The days are long here. There are no more “nap breaks.” No more moments of peace. No more mommy and daddy evenings. She must have one of us with her at all times, and by the time I sneak out after getting her to sleep, my day – my time to work, rest, relax, socialize, whatever – exists between 9 p.m. and however long I can stay awake.
And while I still like to think of myself as superwoman – and many of my friends would say I always seem to be able to juggle so much – I can’t. Not anymore.
Because she needs me more. More than I need my naps, my girl time, my “giving back” by working time. She needs me more than Preemie Babies 101 needs me. And the truth is, these past 3-1/2 years and all the things we’ve experienced because of her prematurity… we never left the battlefield. Unfortunately, some parents don’t. Some kids don’t.

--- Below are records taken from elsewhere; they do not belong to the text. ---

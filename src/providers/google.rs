//! Google Custom Search provider

use super::traits::*;
use crate::config::ProviderConfig;
use crate::results::{ProviderResponse, RawResult};
use crate::search::{FilterSetting, Vertical};
use serde::Deserialize;

/// Largest page Google Custom Search returns
const MAX_NUM: u32 = 10;

/// Google Custom Search for web and images
pub struct Google {
    base_url: String,
    api_key: Option<String>,
    engine_id: Option<String>,
}

impl Google {
    pub fn new(config: &ProviderConfig) -> Self {
        Self {
            base_url: config.web_url.clone(),
            api_key: config.api_key.clone(),
            engine_id: config.engine_id.clone(),
        }
    }

    fn safe(filter: FilterSetting) -> &'static str {
        match filter {
            FilterSetting::Off => "off",
            FilterSetting::Low | FilterSetting::Medium => "medium",
            FilterSetting::High => "high",
        }
    }
}

impl Provider for Google {
    fn name(&self) -> &str {
        "google"
    }

    fn kind(&self) -> ProviderKind {
        ProviderKind::Google
    }

    fn sources(&self, vertical: Vertical) -> &'static str {
        match vertical {
            Vertical::Image => "Google+Image",
            _ => "Google+Web",
        }
    }

    fn request(&self, query: &ProviderQuery) -> Result<OutboundRequest, ProviderError> {
        if query.vertical == Vertical::News {
            return Err(ProviderError::UnsupportedVertical(Vertical::News));
        }
        let engine_id = self
            .engine_id
            .as_deref()
            .ok_or_else(|| ProviderError::InvalidRequest("missing search engine id".into()))?;

        let mut request = OutboundRequest::get(&self.base_url)
            .param("q", &query.formatted_query)
            .param("cx", engine_id)
            .param_opt("key", self.api_key.as_deref())
            .param("start", query.offset + 1)
            .param("num", query.per_page.min(MAX_NUM))
            .param("safe", Self::safe(query.filter_setting))
            .param("hl", &query.locale);

        if query.vertical == Vertical::Image {
            request = request.param("searchType", "image");
        }

        Ok(request)
    }

    fn decode(&self, query: &ProviderQuery, body: &str) -> Result<ProviderResponse, ProviderError> {
        let payload: Payload = serde_json::from_str(body)?;
        let total = payload
            .search_information
            .and_then(|info| info.total_results)
            .map(|total| {
                total
                    .parse::<u64>()
                    .map_err(|e| ProviderError::MalformedPayload(format!("totalResults: {}", e)))
            })
            .transpose()?
            .unwrap_or(0);

        Ok(ProviderResponse {
            total,
            offset: query.offset,
            results: payload
                .items
                .into_iter()
                .map(|item| item.into_raw(query.vertical))
                .collect(),
            spelling_suggestion: payload.spelling.and_then(|s| s.corrected_query),
            related_terms: Vec::new(),
        })
    }
}

#[derive(Debug, Deserialize)]
#[serde(rename_all = "camelCase")]
struct Payload {
    search_information: Option<SearchInformation>,
    spelling: Option<Spelling>,
    #[serde(default)]
    items: Vec<Item>,
}

#[derive(Debug, Deserialize)]
#[serde(rename_all = "camelCase")]
struct SearchInformation {
    /// Sent as a string
    total_results: Option<String>,
}

#[derive(Debug, Deserialize)]
#[serde(rename_all = "camelCase")]
struct Spelling {
    corrected_query: Option<String>,
}

#[derive(Debug, Deserialize)]
#[serde(rename_all = "camelCase")]
struct Item {
    title: Option<String>,
    link: Option<String>,
    display_link: Option<String>,
    snippet: Option<String>,
    image: Option<ItemImage>,
}

#[derive(Debug, Deserialize)]
#[serde(rename_all = "camelCase")]
struct ItemImage {
    context_link: Option<String>,
    thumbnail_link: Option<String>,
}

impl Item {
    fn into_raw(self, vertical: Vertical) -> RawResult {
        match (vertical, self.image) {
            (Vertical::Image, Some(image)) => RawResult {
                title: self.title,
                url: image.context_link.or(self.link.clone()),
                display_url: self.display_link,
                cache_url: self.link,
                thumbnail: image.thumbnail_link,
                ..Default::default()
            },
            _ => RawResult {
                title: self.title,
                url: self.link,
                display_url: self.display_link,
                description: self.snippet,
                ..Default::default()
            },
        }
    }
}

#[cfg(test)]
mod tests {
    use super::*;
    use crate::config::ProvidersSettings;

    fn google() -> Google {
        let mut config = ProvidersSettings::default().google;
        config.api_key = Some("key".to_string());
        config.engine_id = Some("1234567890.abc".to_string());
        Google::new(&config)
    }

    fn query(vertical: Vertical, offset: u64, filter: FilterSetting) -> ProviderQuery {
        ProviderQuery {
            formatted_query: "(gov)".to_string(),
            vertical,
            offset,
            per_page: 10,
            filter_setting: filter,
            locale: "en".to_string(),
            ..Default::default()
        }
    }

    #[test]
    fn test_start_is_one_based() {
        let request = google()
            .request(&query(Vertical::Web, 15, FilterSetting::Medium))
            .unwrap();
        assert_eq!(request.param_value("start"), Some("16"));
        assert_eq!(request.param_value("cx"), Some("1234567890.abc"));
    }

    #[test]
    fn test_filter_levels() {
        for (filter, expected) in [
            (FilterSetting::Off, "off"),
            (FilterSetting::Medium, "medium"),
            (FilterSetting::High, "high"),
        ] {
            let request = google().request(&query(Vertical::Web, 0, filter)).unwrap();
            assert_eq!(request.param_value("safe"), Some(expected));
        }
    }

    #[test]
    fn test_image_search_type() {
        let request = google()
            .request(&query(Vertical::Image, 0, FilterSetting::Medium))
            .unwrap();
        assert_eq!(request.param_value("searchType"), Some("image"));
    }

    #[test]
    fn test_missing_engine_id() {
        let google = Google::new(&ProvidersSettings::default().google);
        let err = google
            .request(&query(Vertical::Web, 0, FilterSetting::Medium))
            .unwrap_err();
        assert!(matches!(err, ProviderError::InvalidRequest(_)));
    }

    #[test]
    fn test_decode() {
        let body = r#"{
            "searchInformation": {"totalResults": "2350"},
            "spelling": {"correctedQuery": "taxes"},
            "items": [{
                "title": "Using custom google CX",
                "link": "https://www.usa.gov/",
                "displayLink": "www.usa.gov",
                "snippet": "Official guide",
                "cacheId": "abc123"
            }]
        }"#;

        let response = google()
            .decode(&query(Vertical::Web, 0, FilterSetting::Medium), body)
            .unwrap();
        assert_eq!(response.total, 2350);
        assert_eq!(response.results[0].title.as_deref(), Some("Using custom google CX"));
        // cacheId is an opaque token, not a link
        assert_eq!(response.results[0].cache_url, None);
        assert_eq!(response.spelling_suggestion.as_deref(), Some("taxes"));
    }

    #[test]
    fn test_decode_bad_total() {
        let body = r#"{"searchInformation": {"totalResults": "lots"}}"#;
        let err = google()
            .decode(&query(Vertical::Web, 0, FilterSetting::Medium), body)
            .unwrap_err();
        assert!(matches!(err, ProviderError::MalformedPayload(_)));
    }

    #[test]
    fn test_decode_images() {
        let body = r#"{
            "searchInformation": {"totalResults": "1"},
            "items": [{
                "title": "Flag",
                "link": "https://www.usa.gov/flag.jpg",
                "displayLink": "www.usa.gov",
                "image": {
                    "contextLink": "https://www.usa.gov/flag",
                    "thumbnailLink": "https://encrypted-tbn0.gstatic.com/images?q=1"
                }
            }]
        }"#;

        let response = google()
            .decode(&query(Vertical::Image, 0, FilterSetting::Medium), body)
            .unwrap();
        assert_eq!(response.results[0].url.as_deref(), Some("https://www.usa.gov/flag"));
        assert!(response.results[0].thumbnail.is_some());
    }
}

Which is why it’s even more important that I say this:
I can no longer help other parents walk this journey in the way that I want to–to give it the attention it deserves. I am headed back to where I thought was long gone – the battlefield of prematurity. The fellow NICU mama who will be taking the reigns of Preemie Babies 101 is Leigh Ann Torres, and you’ll enjoy getting to know her better when her first post goes live on Monday. I’m confident that she’ll take care of you, this blog and community because it is such a lifeline to so many. Please welcome her with open arms to Preemie Babies 101. I’ve enjoyed my time here, and I am grateful to have been given the opportunity to help make this community what it is today. I hope I’ve made at least a small difference.